Left Looking Lookups

OR: The problem with VLOOKUP. Wikipedia gives us a table of birthstones, and I think just because it’s Wikipedia, there’s a trailing space after every entry. Pasted into a spreadsheet, the table looks like this:

  A B C D E
1 Month  Traditional Birthstone(s)  Modern Birthstone(s)  Mystical Birthstone  Ayurvedic Birthstone 
2 January  Garnet  Garnet  Emerald  Garnet 
3 February  Amethyst  Amethyst  Bloodstone  Amethyst 
4 March  Bloodstone, Jasper  Aquamarine  Jade  Bloodstone 
5 April  Diamond, Sapphire  Diamond  Opal  Diamond 
6 May  Emerald, Agate  Emerald  Sapphire  Agate 
7 June  Alexandrite, Emerald  Moonstone, Pearl  Moonstone  Pearl 
8 July  Ruby, Onyx  Ruby  Ruby  Ruby 
9 August  Sardonyx, Carnelian  Peridot  Diamond  Sapphire 
10 September  Sapphire, Peridot  Sapphire  Agate  Moonstone 
11 October  Tourmaline, Aquamarine  Opal, Tourmaline  Jasper  Opal 
12 November  Citrine, Topaz  Topaz, Citrine  Pearl  Topaz 
13 December  Zircon, Ruby  Turquoise, Blue Topaz  Onyx  Ruby 

 
(Only there for completeness, the mystical stones have Tibetan origin, and the Ayurvedic stones have Indian sub-continent origin.) If you want to know the modern birthstone for April, you might use the VLOOKUP() function, probably as follows:

  • =VLOOKUP(“April”,A1:E13,3,FALSE)

“April” for the month, A1:E13 as the array to search, 3 as the column from which to return, and FALSE because Months are not in an alphabetic sort and you want an exact match. If you do, you’ll get a #N/A error, indicating no match. That’s because of Wiki’s trailing space after April in A:A. Lets define a name: Birthstones =Sheet!$A$1:$E$13. Proper syntax could be:

  • =VLOOKUP(“April “,A1:E13,3,FALSE)
  • =VLOOKUP(“April “,Birthstones,3,FALSE)
  • =VLOOKUP(“April”&”*”,A1:E13,3,FALSE)
  • =VLOOKUP(“April”&”*”,Birthstones,3,FALSE)

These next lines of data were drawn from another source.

//! Shared Axum plumbing for the Orderflow services.
//!
//! Both the ingestion API and the analytics API are thin imperative shells
//! over the domain crates: handlers parse the request, call into the service
//! or store, and map the outcome to a response. This crate holds the pieces
//! they share:
//!
//! - [`AppError`]: domain-to-HTTP error bridging via `IntoResponse`
//! - [`Pagination`] and [`CorrelationId`] extractors
//! - [`correlation_id_layer`]: correlation ID tracking middleware
//!
//! # Example
//!
//! ```ignore
//! use orderflow_web::{AppError, Pagination, correlation_id_layer};
//! use axum::{Router, routing::get, Json};
//!
//! async fn list_orders(pagination: Pagination) -> Result<Json<Page>, AppError> {
//!     let (documents, total) = store.list(pagination.page, pagination.limit).await
//!         .map_err(|e| AppError::internal("Failed to list orders").with_source(e.into()))?;
//!     Ok(Json(Page { documents, total }))
//! }
//!
//! let app = Router::new()
//!     .route("/api/orders", get(list_orders))
//!     .layer(correlation_id_layer());
//! ```

pub mod error;
pub mod extractors;
pub mod middleware;

// Re-export key types for convenience
pub use error::AppError;
pub use extractors::{CorrelationId, Pagination};
pub use middleware::{CORRELATION_ID_HEADER, correlation_id_layer};
//! Kafka-backed queue implementation for the Orderflow pipeline.
//!
//! This crate provides [`KafkaOrderBus`], the production implementation of
//! the [`OrderPublisher`] trait from `orderflow-core`, and [`OrderConsumer`],
//! the subscription loop the analytics service runs.
//!
//! # Architecture
//!
//! ```text
//! ┌───────────────┐
//! │   Ingestion   │
//! │  (validate)   │
//! └───────┬───────┘
//!         │ publish (persistent, acks=all)
//!         ▼
//! ┌───────────────┐
//! │  order_placed │◄─── durable queue
//! └───────┬───────┘
//!         │ at-least-once
//!         ▼
//! ┌───────────────┐
//! │   Consumer    │──── ack only after persist
//! │  (analytics)  │──── bounded retry, then dead-letter
//! └───────────────┘
//! ```
//!
//! # Delivery Semantics
//!
//! **At-least-once** with manual offset commits:
//! - The consumer commits AFTER the processing outcome is known
//! - A crash between persist and commit causes redelivery
//! - The store's save path is an upsert, so redelivery is harmless
//!
//! # Example
//!
//! ```no_run
//! use orderflow_broker::KafkaOrderBus;
//! use orderflow_core::broker::OrderPublisher;
//! use orderflow_core::order::{Order, OrderId, ProductId};
//!
//! # async fn example() -> Result<(), Box<dyn std::error::Error>> {
//! let bus = KafkaOrderBus::builder()
//!     .brokers("localhost:9092")
//!     .queue("order_placed")
//!     .build()?;
//! bus.refresh_connection().await;
//!
//! let order = Order::new(
//!     OrderId::new("ORD-001".to_string()),
//!     ProductId::new("PROD-123".to_string()),
//!     5,
//! );
//! bus.publish(&order).await?;
//! # Ok(())
//! # }
//! ```

pub mod consumer;

pub use consumer::{ConsumerConfig, HandlerError, OrderConsumer, OrderHandler};

use chrono::Utc;
use orderflow_core::broker::{ConnectionStatus, OrderPublisher, PublishError};
use orderflow_core::message::{
    self, CREATED_AT_HEADER, MESSAGE_ID_HEADER, ORDER_ID_HEADER, ORIGIN_HEADER,
    PRODUCT_ID_HEADER, RETRY_COUNT_HEADER,
};
use orderflow_core::order::Order;
use rdkafka::admin::{AdminClient, AdminOptions, NewTopic, TopicReplication};
use rdkafka::client::DefaultClientContext;
use rdkafka::config::ClientConfig;
use rdkafka::message::{Header, OwnedHeaders};
use rdkafka::producer::{FutureProducer, FutureRecord, Producer};
use rdkafka::types::RDKafkaErrorCode;
use rdkafka::util::Timeout;
use std::future::Future;
use std::pin::Pin;
use std::sync::atomic::{AtomicBool, Ordering};
use std::sync::{Mutex, MutexGuard, PoisonError};
use std::time::Duration;
use uuid::Uuid;

/// Fixed delay before reconnect attempts (startup backoff and consumer
/// reconnects both use it).
pub const RECONNECT_DELAY: Duration = Duration::from_secs(5);

/// Origin tag stamped on every published message.
const ORIGIN_APP: &str = "orderflow-ingestion";

/// Kafka-backed order bus.
///
/// Wraps one long-lived producer handle shared across all concurrent
/// publishes; each publish builds its own record and headers (per-publish
/// scoped resources are never shared between calls). The target queue is a
/// durable topic and records are sent with `acks=all`, so accepted orders
/// survive a broker restart.
///
/// # Connection state
///
/// `is_connected` reflects a cached view of the shared client handle,
/// updated by [`KafkaOrderBus::refresh_connection`] probes and by publish
/// outcomes. Individual publish failures record `last_error` on the status
/// for later inspection.
pub struct KafkaOrderBus {
    producer: FutureProducer,
    brokers: String,
    queue: String,
    timeout: Duration,
    status: Mutex<ConnectionStatus>,
    queue_declared: AtomicBool,
    closed: AtomicBool,
}

impl KafkaOrderBus {
    /// Create a bus with default configuration.
    ///
    /// # Errors
    ///
    /// Returns [`PublishError::NotConnected`] if the producer cannot be
    /// created (invalid configuration or unreachable bootstrap servers).
    pub fn new(brokers: &str) -> Result<Self, PublishError> {
        Self::builder().brokers(brokers).build()
    }

    /// Create a new builder for configuring the bus.
    #[must_use]
    pub fn builder() -> KafkaOrderBusBuilder {
        KafkaOrderBusBuilder::default()
    }

    /// The broker addresses this bus was configured with.
    #[must_use]
    pub fn brokers(&self) -> &str {
        &self.brokers
    }

    /// The queue (topic) this bus publishes to.
    #[must_use]
    pub fn queue(&self) -> &str {
        &self.queue
    }

    fn status_guard(&self) -> MutexGuard<'_, ConnectionStatus> {
        self.status.lock().unwrap_or_else(PoisonError::into_inner)
    }

    fn record_success(&self) {
        let mut status = self.status_guard();
        status.connected = true;
        status.last_connected_at = Some(Utc::now());
        status.last_error = None;
    }

    fn record_failure(&self, error: &str, lost_connection: bool) {
        let mut status = self.status_guard();
        if lost_connection {
            status.connected = false;
        }
        status.last_error = Some(error.to_string());
    }

    /// Probe broker metadata and update the cached connection state.
    ///
    /// Returns the probe outcome. Bootstrap code calls this in its
    /// retry-with-backoff loop; the publisher itself never retries.
    pub async fn refresh_connection(&self) -> bool {
        if self.closed.load(Ordering::SeqCst) {
            return false;
        }

        let producer = self.producer.clone();
        let timeout = self.timeout;
        let probe = tokio::task::spawn_blocking(move || {
            producer
                .client()
                .fetch_metadata(None, Timeout::After(timeout))
                .map(|_| ())
        })
        .await;

        match probe {
            Ok(Ok(())) => {
                self.record_success();
                true
            },
            Ok(Err(e)) => {
                tracing::warn!(brokers = %self.brokers, error = %e, "Broker metadata probe failed");
                self.record_failure(&e.to_string(), true);
                false
            },
            Err(e) => {
                self.record_failure(&e.to_string(), true);
                false
            },
        }
    }

    /// Declare the target queue: durable topic, idempotent to repeat.
    ///
    /// An already-existing topic is success. The result is cached so the
    /// per-publish declaration is a cheap flag check after the first call.
    async fn ensure_queue_declared(&self) -> Result<(), PublishError> {
        if self.queue_declared.load(Ordering::SeqCst) {
            return Ok(());
        }

        let admin: AdminClient<DefaultClientContext> = ClientConfig::new()
            .set("bootstrap.servers", &self.brokers)
            .create()
            .map_err(|e| PublishError::Declare {
                queue: self.queue.clone(),
                reason: format!("Failed to create admin client: {e}"),
            })?;

        let topic = NewTopic::new(&self.queue, 1, TopicReplication::Fixed(1));
        let results = admin
            .create_topics([&topic], &AdminOptions::new())
            .await
            .map_err(|e| PublishError::Declare {
                queue: self.queue.clone(),
                reason: e.to_string(),
            })?;

        for result in results {
            match result {
                Ok(_) => {},
                Err((_, RDKafkaErrorCode::TopicAlreadyExists)) => {},
                Err((topic, code)) => {
                    return Err(PublishError::Declare {
                        queue: topic,
                        reason: code.to_string(),
                    });
                },
            }
        }

        self.queue_declared.store(true, Ordering::SeqCst);
        tracing::debug!(queue = %self.queue, "Queue declared");
        Ok(())
    }

    /// Publish a payload with explicit headers; shared by the public publish
    /// path and the consumer's requeue path.
    pub(crate) async fn publish_raw(
        &self,
        key: &str,
        payload: &[u8],
        headers: OwnedHeaders,
    ) -> Result<(), PublishError> {
        let record = FutureRecord::to(&self.queue)
            .payload(payload)
            .key(key)
            .headers(headers);

        match self.producer.send(record, Timeout::After(self.timeout)).await {
            Ok((partition, offset)) => {
                tracing::debug!(
                    queue = %self.queue,
                    partition = partition,
                    offset = offset,
                    key = %key,
                    "Message published"
                );
                self.record_success();
                Ok(())
            },
            Err((kafka_error, _)) => {
                tracing::error!(queue = %self.queue, error = %kafka_error, "Publish failed");
                self.record_failure(&kafka_error.to_string(), false);
                Err(PublishError::Transport {
                    queue: self.queue.clone(),
                    reason: kafka_error.to_string(),
                })
            },
        }
    }

    /// Close the bus, flushing outstanding deliveries.
    ///
    /// Closing an already-closed bus is a no-op, not an error.
    pub fn close(&self) {
        if self.closed.swap(true, Ordering::SeqCst) {
            return;
        }
        if let Err(e) = self.producer.flush(Timeout::After(self.timeout)) {
            tracing::warn!(error = %e, "Flush on close failed");
        }
        let mut status = self.status_guard();
        status.connected = false;
        tracing::info!(brokers = %self.brokers, "Order bus closed");
    }
}

impl OrderPublisher for KafkaOrderBus {
    fn publish(
        &self,
        order: &Order,
    ) -> Pin<Box<dyn Future<Output = Result<(), PublishError>> + Send + '_>> {
        let order = order.clone();

        Box::pin(async move {
            if self.closed.load(Ordering::SeqCst) {
                return Err(PublishError::NotConnected(self.brokers.clone()));
            }

            self.ensure_queue_declared().await.inspect_err(|e| {
                self.record_failure(&e.to_string(), false);
            })?;

            let payload = message::encode_order(&order)
                .map_err(|e| PublishError::Serialization(e.to_string()))?;

            let message_id = Uuid::new_v4().to_string();
            let created_at = order.created_at.to_rfc3339();
            let headers = OwnedHeaders::new()
                .insert(Header {
                    key: MESSAGE_ID_HEADER,
                    value: Some(message_id.as_str()),
                })
                .insert(Header {
                    key: ORIGIN_HEADER,
                    value: Some(ORIGIN_APP),
                })
                .insert(Header {
                    key: ORDER_ID_HEADER,
                    value: Some(order.order_id.as_str()),
                })
                .insert(Header {
                    key: PRODUCT_ID_HEADER,
                    value: Some(order.product_id.as_str()),
                })
                .insert(Header {
                    key: CREATED_AT_HEADER,
                    value: Some(created_at.as_str()),
                })
                .insert(Header {
                    key: RETRY_COUNT_HEADER,
                    value: Some("0"),
                });

            self.publish_raw(order.order_id.as_str(), &payload, headers)
                .await?;

            metrics::counter!("orders.published").increment(1);
            tracing::info!(
                order_id = %order.order_id,
                product_id = %order.product_id,
                message_id = %message_id,
                "Order published"
            );
            Ok(())
        })
    }

    fn is_connected(&self) -> bool {
        !self.closed.load(Ordering::SeqCst) && self.status_guard().connected
    }

    fn connection_status(&self) -> ConnectionStatus {
        self.status_guard().clone()
    }
}

impl Drop for KafkaOrderBus {
    fn drop(&mut self) {
        self.close();
    }
}

/// Builder for configuring a [`KafkaOrderBus`].
#[derive(Default)]
pub struct KafkaOrderBusBuilder {
    brokers: Option<String>,
    queue: Option<String>,
    producer_acks: Option<String>,
    timeout: Option<Duration>,
}

impl KafkaOrderBusBuilder {
    /// Set the broker addresses (comma-separated, e.g. "localhost:9092").
    #[must_use]
    pub fn brokers(mut self, brokers: impl Into<String>) -> Self {
        self.brokers = Some(brokers.into());
        self
    }

    /// Set the queue (topic) to publish to.
    ///
    /// Default: [`orderflow_core::message::DEFAULT_QUEUE`].
    #[must_use]
    pub fn queue(mut self, queue: impl Into<String>) -> Self {
        self.queue = Some(queue.into());
        self
    }

    /// Set the producer acknowledgment mode.
    ///
    /// Default: "all" — every replica must acknowledge, the durable-delivery
    /// guarantee the pipeline relies on.
    #[must_use]
    pub fn producer_acks(mut self, acks: impl Into<String>) -> Self {
        self.producer_acks = Some(acks.into());
        self
    }

    /// Set the publish timeout.
    ///
    /// Default: 5 seconds.
    #[must_use]
    pub const fn timeout(mut self, timeout: Duration) -> Self {
        self.timeout = Some(timeout);
        self
    }

    /// Build the [`KafkaOrderBus`].
    ///
    /// # Errors
    ///
    /// Returns [`PublishError::NotConnected`] if brokers are not set or the
    /// producer cannot be created.
    pub fn build(self) -> Result<KafkaOrderBus, PublishError> {
        let brokers = self
            .brokers
            .ok_or_else(|| PublishError::NotConnected("brokers not configured".to_string()))?;
        let queue = self
            .queue
            .unwrap_or_else(|| message::DEFAULT_QUEUE.to_string());

        let producer: FutureProducer = ClientConfig::new()
            .set("bootstrap.servers", &brokers)
            .set("message.timeout.ms", "5000")
            .set("acks", self.producer_acks.as_deref().unwrap_or("all"))
            .create()
            .map_err(|e| {
                PublishError::NotConnected(format!("Failed to create producer: {e}"))
            })?;

        tracing::info!(
            brokers = %brokers,
            queue = %queue,
            acks = self.producer_acks.as_deref().unwrap_or("all"),
            "KafkaOrderBus created"
        );

        Ok(KafkaOrderBus {
            producer,
            status: Mutex::new(ConnectionStatus::disconnected(brokers.clone())),
            brokers,
            queue,
            timeout: self.timeout.unwrap_or(Duration::from_secs(5)),
            queue_declared: AtomicBool::new(false),
            closed: AtomicBool::new(false),
        })
    }
}
//! Custom Axum extractors.
//!
//! This module contains custom extractors for common HTTP patterns:
//! - [`Pagination`]: forgiving page/limit query parameters
//! - [`CorrelationId`]: extract or generate request correlation IDs
//!
//! # Examples
//!
//! ```ignore
//! use orderflow_web::extractors::{CorrelationId, Pagination};
//!
//! async fn handler(
//!     pagination: Pagination,
//!     correlation_id: CorrelationId,
//! ) -> Result<Json<Page>, AppError> {
//!     tracing::info!(
//!         correlation_id = %correlation_id.0,
//!         page = pagination.page,
//!         "Listing orders"
//!     );
//!     // ...
//! }
//! ```

use axum::{async_trait, extract::FromRequestParts, http::request::Parts};
use uuid::Uuid;

/// Default page when the query does not specify one.
pub const DEFAULT_PAGE: u32 = 1;

/// Default page size when the query does not specify one.
pub const DEFAULT_LIMIT: u32 = 10;

/// Upper bound on the page size.
pub const MAX_LIMIT: u32 = 100;

/// Forgiving pagination parameters.
///
/// Reads `page` and `limit` from the query string. Missing, non-numeric, or
/// out-of-range values fall back to the defaults rather than rejecting the
/// request; `limit` is capped at [`MAX_LIMIT`]. A page past the end of the
/// data is not an error either, it just yields an empty page.
#[derive(Debug, Clone, Copy, PartialEq, Eq)]
pub struct Pagination {
    /// 1-based page number
    pub page: u32,
    /// Page size
    pub limit: u32,
}

impl Default for Pagination {
    fn default() -> Self {
        Self {
            page: DEFAULT_PAGE,
            limit: DEFAULT_LIMIT,
        }
    }
}

impl Pagination {
    /// Parse pagination from a raw query string.
    #[must_use]
    pub fn from_query(query: &str) -> Self {
        let page = query_param(query, "page")
            .and_then(|v| v.parse::<u32>().ok())
            .filter(|&p| p >= 1)
            .unwrap_or(DEFAULT_PAGE);
        let limit = query_param(query, "limit")
            .and_then(|v| v.parse::<u32>().ok())
            .filter(|&l| l >= 1)
            .unwrap_or(DEFAULT_LIMIT)
            .min(MAX_LIMIT);
        Self { page, limit }
    }

    /// Total number of pages for `total` items.
    #[must_use]
    pub const fn total_pages(&self, total: u64) -> u64 {
        total.div_ceil(self.limit as u64)
    }
}

#[async_trait]
impl<S> FromRequestParts<S> for Pagination
where
    S: Send + Sync,
{
    type Rejection = std::convert::Infallible;

    async fn from_request_parts(parts: &mut Parts, _state: &S) -> Result<Self, Self::Rejection> {
        Ok(Self::from_query(parts.uri.query().unwrap_or("")))
    }
}

/// Find a query parameter's value without decoding.
///
/// The pagination parameters are plain integers, so percent-decoding is
/// unnecessary; anything that needs decoding fails the numeric parse and
/// falls back to the default.
fn query_param<'a>(query: &'a str, key: &str) -> Option<&'a str> {
    query.split('&').find_map(|pair| {
        let (k, v) = pair.split_once('=')?;
        (k == key).then_some(v)
    })
}

/// Correlation ID for request tracing.
///
/// Extracts the correlation ID from the `X-Correlation-ID` header,
/// or generates a new UUID v4 if not present.
///
/// # Example
///
/// ```ignore
/// async fn handler(correlation_id: CorrelationId) -> String {
///     format!("Request ID: {}", correlation_id.0)
/// }
/// ```
#[derive(Debug, Clone, Copy)]
pub struct CorrelationId(pub Uuid);

#[async_trait]
impl<S> FromRequestParts<S> for CorrelationId
where
    S: Send + Sync,
{
    type Rejection = std::convert::Infallible;

    async fn from_request_parts(parts: &mut Parts, _state: &S) -> Result<Self, Self::Rejection> {
        // Try to extract from X-Correlation-ID header
        let correlation_id = parts
            .headers
            .get("X-Correlation-ID")
            .and_then(|v| v.to_str().ok())
            .and_then(|s| Uuid::parse_str(s).ok())
            .unwrap_or_else(Uuid::new_v4);

        Ok(Self(correlation_id))
    }
}

#[cfg(test)]
#[allow(clippy::unwrap_used, clippy::expect_used)]
mod tests {
    use super::*;
    use axum::http::Request;

    #[test]
    fn pagination_defaults_when_query_is_empty() {
        assert_eq!(Pagination::from_query(""), Pagination::default());
    }

    #[test]
    fn pagination_reads_page_and_limit() {
        let p = Pagination::from_query("page=3&limit=25");
        assert_eq!(p.page, 3);
        assert_eq!(p.limit, 25);
    }

    #[test]
    fn pagination_tolerates_garbage_values() {
        let p = Pagination::from_query("page=abc&limit=xyz");
        assert_eq!(p, Pagination::default());

        let p = Pagination::from_query("page=-2&limit=0");
        assert_eq!(p, Pagination::default());
    }

    #[test]
    fn pagination_caps_the_limit() {
        let p = Pagination::from_query("limit=5000");
        assert_eq!(p.limit, MAX_LIMIT);
    }

    #[test]
    fn pagination_ignores_unrelated_params() {
        let p = Pagination::from_query("sort=desc&page=2");
        assert_eq!(p.page, 2);
        assert_eq!(p.limit, DEFAULT_LIMIT);
    }

    #[test]
    fn total_pages_rounds_up() {
        let p = Pagination {
            page: 1,
            limit: 10,
        };
        assert_eq!(p.total_pages(0), 0);
        assert_eq!(p.total_pages(10), 1);
        assert_eq!(p.total_pages(11), 2);
    }

    #[tokio::test]
    async fn test_pagination_from_request_parts() {
        let req = Request::builder()
            .uri("/api/orders?page=2&limit=50")
            .body(())
            .expect("Valid request");

        let (mut parts, ()) = req.into_parts();
        let pagination = Pagination::from_request_parts(&mut parts, &())
            .await
            .expect("Should extract");

        assert_eq!(pagination.page, 2);
        assert_eq!(pagination.limit, 50);
    }

    #[tokio::test]
    async fn test_correlation_id_from_header() {
        let uuid = Uuid::new_v4();
        let req = Request::builder()
            .header("X-Correlation-ID", uuid.to_string())
            .body(())
            .expect("Valid request");

        let (mut parts, ()) = req.into_parts();
        let correlation_id = CorrelationId::from_request_parts(&mut parts, &())
            .await
            .expect("Should extract");

        assert_eq!(correlation_id.0, uuid);
    }

    #[tokio::test]
    async fn test_correlation_id_generates_new() {
        let req = Request::builder().body(()).expect("Valid request");

        let (mut parts, ()) = req.into_parts();
        let correlation_id = CorrelationId::from_request_parts(&mut parts, &())
            .await
            .expect("Should extract");

        assert_ne!(correlation_id.0, Uuid::nil());
    }
}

All Return “Diamond “. Note the added wildcard asterisk in the last examples. You can use wildcards in FALSE VLOOKUPs, and you can do it front and back: =VLOOKUP(“*”&”April”&”*”,Birthstones,3,FALSE). But what if you want to know which month has the modern birthstone of Opal? You can’t use VLOOKUP() at all, because it only looks to the right, and the first column is the one searched. When I first encountered this limitation, my fix would be to add a column F:F to the right edge equal to A:A, and look right. It works, but there is a much better way. Lets define some more names:

  • Month =Sheet1!$A$1:$A$13
  • Traditional =Sheet1!$B$1:$B$13
  • Modern =Sheet1!$C$1:$C$13
  • Headings =Sheet1!$A$1:$E$1

The MATCH() function searches a 1*n or a n*1 array and returns the 1-based number where the match is found. It takes a third argument which gives the match type. When the match type argument is 0 (zero), MATCH() looks for exact matches, and can take wildcards, functioning akin to VLOOKUP() when set FALSE. Looking for Opal in the modern birthstones could be:

  • =MATCH(“*”&”Opal”&”*”,C1:C13,0)
  • =MATCH(“*”&”Opal”&”*”,Modern,0)

The INDEX() function specifies an array and specifies how far down to go within which column of the array, and doesn’t care left or right. Remembering that MATCH() returns a number, the syntax could be:

  • =INDEX(A1:E13,11,1) Opal being the 11th entry in C1:C13, and we thus want the 11th item from Column 1 (A1:A13)
  • =INDEX(A1:E13,MATCH(“*”&”Opal”&”*”,Modern,0),1)
  • =INDEX(Birthstones,MATCH(“*”&”Opal”&”*”,Modern,0),1)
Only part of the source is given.